The issue of gun control is a highly sensitive and divisive political issue in the United States. The term “gun politics” not only refers to the opposing ideologies among politicians on civilian gun ownership but also demonstrates how integral the issue of gun control is in politics. On the one hand of the gun politics spectrum are advocates for tougher gun control regulations. Proponents of gun control regulations opine that restricting gun ownership through tougher laws would significantly reduce gun violence in the country. They note that America has the highest number of civilian-owned guns, thus high levels of gun violence. Notably, there are about 393 million civilian-held firearms in the United States, accounting for 46% of all civilian-owned guns in the world (Mencken & Froese, 2019). On the other hand, advocates of gun rights lobby for weaker gun control regulations to encourage gun ownership. Citizens voting patterns are influenced by the candidates’ stand on gun control. Presidents such as Obama and Trump leveraged gun politics to secure political seats.   

The issue of gun control dates back to the country’s history. The debate on gun control is triggered by the desire to protect the nation’s gun culture while upholding and protecting citizens’ right to life. Gun ownership in the US began when the country was still an agrarian society. Owning a gun and having sharpshooting skills was imperative for sourcing food, deterring predators, and partaking in hunting, which was almost like a rite of passage for boys entering manhood (Mencken & Froese, 2019). While acknowledging the importance of firearms in American culture, the nations’ forefathers protected the right to keep and bear arms by ratifying the Constitution's Second Amendment on December 15, 1791 (Mencken & Froese, 2019). The Second Amendment was challenged for the first time in 1822 in Bliss v. Commonwealth. Gun control campaigns intensified in the 1960s, after the assassination of President J.F. Kennedy, Martin L. King, Senator Robert Kennedy, and Malcolm X, among others. The lobbying led to enacting the Gun Control Act in 1968s that held that only licensed firearms dealers, manufacturers, and importance would engage in firearm transfers (Mencken & Froese, 2019).

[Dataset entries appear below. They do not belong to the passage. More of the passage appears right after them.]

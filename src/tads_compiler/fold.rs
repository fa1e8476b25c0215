// Constant folding
//
// Post-order rewrite of an expression tree. A node becomes a literal leaf
// only when all of its children already are; everything else is returned
// with whatever of its subtrees did fold.

use crate::tads_compiler::arena::{Node, NodeRef, Op};
use crate::tads_compiler::compiler::Compiler;
use crate::tads_compiler::error::CompilerError;
use crate::tads_compiler::lexer::{ListElement, Token, TokenKind, TokenValue};
use crate::tads_compiler::symbols::SymbolKind;

fn is_constant(kind: TokenKind) -> bool {
    matches!(
        kind,
        TokenKind::Number
            | TokenKind::SString
            | TokenKind::List
            | TokenKind::Nil
            | TokenKind::True
            | TokenKind::Pound
    )
}

/// Truth value of a number, nil or true literal
fn logical(token: &Token) -> Option<bool> {
    match token.kind {
        TokenKind::Number => Some(token.number() != 0),
        TokenKind::Nil => Some(false),
        TokenKind::True => Some(true),
        _ => None,
    }
}

fn boolean_token(value: bool, line: usize) -> Token {
    if value {
        Token::synthetic(TokenKind::True, TokenValue::None, line)
    } else {
        Token::synthetic(TokenKind::Nil, TokenValue::None, line)
    }
}

fn number_token(value: i32, line: usize) -> Token {
    Token::synthetic(TokenKind::Number, TokenValue::Number(value), line)
}

impl Compiler {
    /// Source line of the first leaf under `node`
    pub(crate) fn node_line(&self, node: NodeRef) -> usize {
        match self.arena.get(node) {
            Node::Leaf(token) => token.line,
            Node::Unary { operand, .. } => self.node_line(*operand),
            Node::Binary { left, .. } => self.node_line(*left),
            Node::Ternary { first, .. } => self.node_line(*first),
            Node::NAry { children, .. } => self.node_line(children[0]),
        }
    }

    /// Token of a leaf whose value is already a compile-time constant
    fn constant(&self, node: NodeRef) -> Option<Token> {
        self.arena
            .token(node)
            .filter(|token| is_constant(token.kind))
            .cloned()
    }

    pub(crate) fn fold(&mut self, node: NodeRef) -> Result<NodeRef, CompilerError> {
        match self.arena.get(node).clone() {
            Node::Leaf(_) | Node::NAry { .. } => Ok(node),
            Node::Binary {
                op: Op::ListCons, ..
            } => self.fold_list(node),
            Node::Unary { op, operand } => self.fold_unary(node, op, operand),
            Node::Binary { op, left, right } => self.fold_binary(node, op, left, right),
            Node::Ternary {
                op,
                first,
                second,
                third,
            } => self.fold_ternary(node, op, first, second, third),
        }
    }

    fn fold_unary(&mut self, node: NodeRef, op: Op, operand: NodeRef) -> Result<NodeRef, CompilerError> {
        let operand = self.fold(operand)?;
        self.arena.replace(node, Node::Unary { op, operand });

        let value = match self.constant(operand) {
            Some(value) => value,
            None => return Ok(node),
        };
        let line = value.line;

        let folded = match op {
            Op::UnaryPlus => return Ok(operand),
            Op::Negate => match value.kind {
                TokenKind::Number => number_token(value.number().wrapping_neg(), line),
                _ => return Err(invalid_operand("unary '-'", line)),
            },
            Op::BitNot => match value.kind {
                TokenKind::Number => number_token(!value.number(), line),
                _ => return Err(invalid_operand("'~'", line)),
            },
            Op::Not => match logical(&value) {
                Some(truth) => boolean_token(!truth, line),
                None => return Err(invalid_operand("'not'", line)),
            },
            _ => return Ok(node),
        };

        self.arena.replace(node, Node::Leaf(folded));
        Ok(node)
    }

    fn fold_binary(
        &mut self,
        node: NodeRef,
        op: Op,
        left: NodeRef,
        right: NodeRef,
    ) -> Result<NodeRef, CompilerError> {
        let left = self.fold(left)?;
        let right = self.fold(right)?;
        self.arena.replace(node, Node::Binary { op, left, right });

        let (a, b) = match (self.constant(left), self.constant(right)) {
            (Some(a), Some(b)) => (a, b),
            _ => return Ok(node),
        };
        let line = a.line;

        let folded = match op {
            Op::LogicalAnd | Op::LogicalOr => match (logical(&a), logical(&b)) {
                (Some(x), Some(y)) => {
                    let value = if op == Op::LogicalAnd { x && y } else { x || y };
                    boolean_token(value, line)
                }
                _ => return Err(invalid_operand("logical operator", line)),
            },
            Op::Eq | Op::Ne | Op::Gt | Op::Ge | Op::Lt | Op::Le => {
                if a.kind != TokenKind::Number || b.kind != TokenKind::Number {
                    return Ok(node);
                }
                let (x, y) = (a.number(), b.number());
                let value = match op {
                    Op::Eq => x == y,
                    Op::Ne => x != y,
                    Op::Gt => x > y,
                    Op::Ge => x >= y,
                    Op::Lt => x < y,
                    _ => x <= y,
                };
                boolean_token(value, line)
            }
            Op::BitXor
                if matches!(a.kind, TokenKind::Nil | TokenKind::True)
                    && matches!(b.kind, TokenKind::Nil | TokenKind::True) =>
            {
                boolean_token((a.kind == TokenKind::True) != (b.kind == TokenKind::True), line)
            }
            Op::Add | Op::Sub
                if a.kind != TokenKind::Number || b.kind != TokenKind::Number =>
            {
                // anything but number arithmetic happens at run time
                return Ok(node);
            }
            Op::Add | Op::Sub | Op::Mul | Op::Div | Op::Mod | Op::Shl | Op::Shr | Op::BitXor => {
                if a.kind != TokenKind::Number || b.kind != TokenKind::Number {
                    return Err(invalid_operand("arithmetic operator", line));
                }
                number_token(arithmetic(op, a.number(), b.number(), line)?, line)
            }
            _ => return Ok(node),
        };

        self.arena.replace(node, Node::Leaf(folded));
        Ok(node)
    }

    fn fold_ternary(
        &mut self,
        node: NodeRef,
        op: Op,
        first: NodeRef,
        second: NodeRef,
        third: NodeRef,
    ) -> Result<NodeRef, CompilerError> {
        let first = self.fold(first)?;

        if op == Op::Conditional {
            if let Some(condition) = self.constant(first) {
                // only the branch taken is ever looked at
                return match logical(&condition) {
                    Some(true) => self.fold(second),
                    Some(false) => self.fold(third),
                    None => Err(invalid_operand("'?' condition", condition.line)),
                };
            }
        }

        let second = self.fold(second)?;
        let third = self.fold(third)?;
        self.arena.replace(
            node,
            Node::Ternary {
                op,
                first,
                second,
                third,
            },
        );
        Ok(node)
    }

    /// Folds a list literal into a single list leaf when every element is
    /// a constant. Symbols in the list are declared as forward objects
    /// whether or not the list folds.
    fn fold_list(&mut self, head: NodeRef) -> Result<NodeRef, CompilerError> {
        let mut cells = Vec::new();
        let mut cursor = head;
        while let Node::Binary {
            op: Op::ListCons,
            left,
            right,
        } = *self.arena.get(cursor)
        {
            cells.push((cursor, left, right));
            cursor = right;
        }

        let mut foldable = true;
        let mut elements = Vec::with_capacity(cells.len());
        for (cell, element, rest) in cells {
            let element = self.fold(element)?;
            self.arena.replace(
                cell,
                Node::Binary {
                    op: Op::ListCons,
                    left: element,
                    right: rest,
                },
            );

            match self.arena.token(element).map(|t| (t.kind, t.symbol.kind)) {
                Some((kind, _)) if is_constant(kind) => {}
                Some((TokenKind::Symbol, SymbolKind::Local | SymbolKind::SelfRef)) => foldable = false,
                Some((TokenKind::Symbol, _)) => self.define_leaf(element, SymbolKind::ForwardObject)?,
                _ => foldable = false,
            }
            elements.push(element);
        }

        if !foldable {
            return Ok(head);
        }

        let line = self.node_line(head);
        let mut values = Vec::with_capacity(elements.len());
        for element in elements.into_iter().rev() {
            let token = match self.arena.token(element) {
                Some(token) => token,
                None => return Ok(head),
            };
            let value = match token.kind {
                TokenKind::Number => ListElement::Number(token.number()),
                TokenKind::SString => ListElement::SString(token.string().to_string()),
                TokenKind::List => match &token.value {
                    TokenValue::List(inner) => ListElement::List(inner.clone()),
                    _ => ListElement::List(Vec::new()),
                },
                TokenKind::Nil => ListElement::Nil,
                TokenKind::True => ListElement::True,
                TokenKind::Pound => ListElement::Property(token.property()),
                _ => {
                    let id = token.symbol.value as u16;
                    match token.symbol.kind {
                        SymbolKind::Function | SymbolKind::ForwardFunction => ListElement::Function(id),
                        SymbolKind::Object | SymbolKind::ForwardObject => ListElement::Object(id),
                        SymbolKind::Property => ListElement::Property(id),
                        _ => {
                            return Err(CompilerError::SemanticError(
                                format!("invalid datatype for list element \"{}\"", token.text),
                                token.line,
                            ))
                        }
                    }
                }
            };
            values.push(value);
        }

        let list = Token::synthetic(TokenKind::List, TokenValue::List(values), line);
        self.arena.leaf(list)
    }
}

fn invalid_operand(what: &str, line: usize) -> CompilerError {
    CompilerError::InvalidOperand(format!("invalid operand for {}", what), line)
}

fn arithmetic(op: Op, x: i32, y: i32, line: usize) -> Result<i32, CompilerError> {
    let value = match op {
        Op::Add => x.wrapping_add(y),
        Op::Sub => x.wrapping_sub(y),
        Op::Mul => x.wrapping_mul(y),
        Op::Div | Op::Mod if y == 0 => return Err(CompilerError::DivideByZero(line)),
        Op::Div => x.wrapping_div(y),
        Op::Mod => x.wrapping_rem(y),
        Op::Shl => x.wrapping_shl(y as u32),
        Op::Shr => x.wrapping_shr(y as u32),
        Op::BitXor => x ^ y,
        _ => {
            return Err(CompilerError::InternalError(format!(
                "{:?} is not an arithmetic operator",
                op
            )))
        }
    };
    Ok(value)
}

#[cfg(test)]
#[path = "fold_tests.rs"]
mod tests;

Since then, lawmakers have revised policies either to restrict or facilitate gun ownership. The issue of gun control has received support and criticism almost in equal measures. To restate, the concept of gun control is not sensitive but highly divisive. Research conducted by Pew Research affirmed that Americans are highly divided on the issue of gun control. The number of Americans supporting or opposing tougher gun laws keeps fluctuating. For instance, the percentage of Americans who held that gun laws should be stricter was 53% in 2020, down from 60% in 2019 (Schaeffer, 2021). That shows that Americans are divided on whether restricting legal gun ownership would reduce the prevalence of gun violence. Proponents argue that conducting background checks, illegalizing assault weapons and high capacity magazines, and red flag laws would reduce the chances that a firearm is in the chances of a person who poses a threat to themselves or others in the society. By contrast, critics opine that legally owned guns do not cause most incidents of gun violence; thus, limiting ownership would be ineffective (Mencken & Froese, 2019). Americans’ attitudes on gun control differ across party, ethnicity, and race. Democrats are more likely than Republicans to support tougher gun control laws. The political divide on the issue has gotten wider in recent years. Lobby groups greatly influence the gun control laws enacted in the United States. Over the years, different interests groups have funded the political parties that advocate for their interests. For instance, the NRA spent over $50 million in the 2016 election to support candidates who protect gun ownership rights (Timmons, 2018). Likewise, other lobby groups support Democrats. 82% of Blacks consider gun violence a big problem, thus advocating for tougher gun control laws; only 39% of White adults hold this sentiment (Shaeffer, 2021). Notably, Americans’ sentiments on gun control seem to influence their experiences depending on the party affiliations, ethnicity, and race.  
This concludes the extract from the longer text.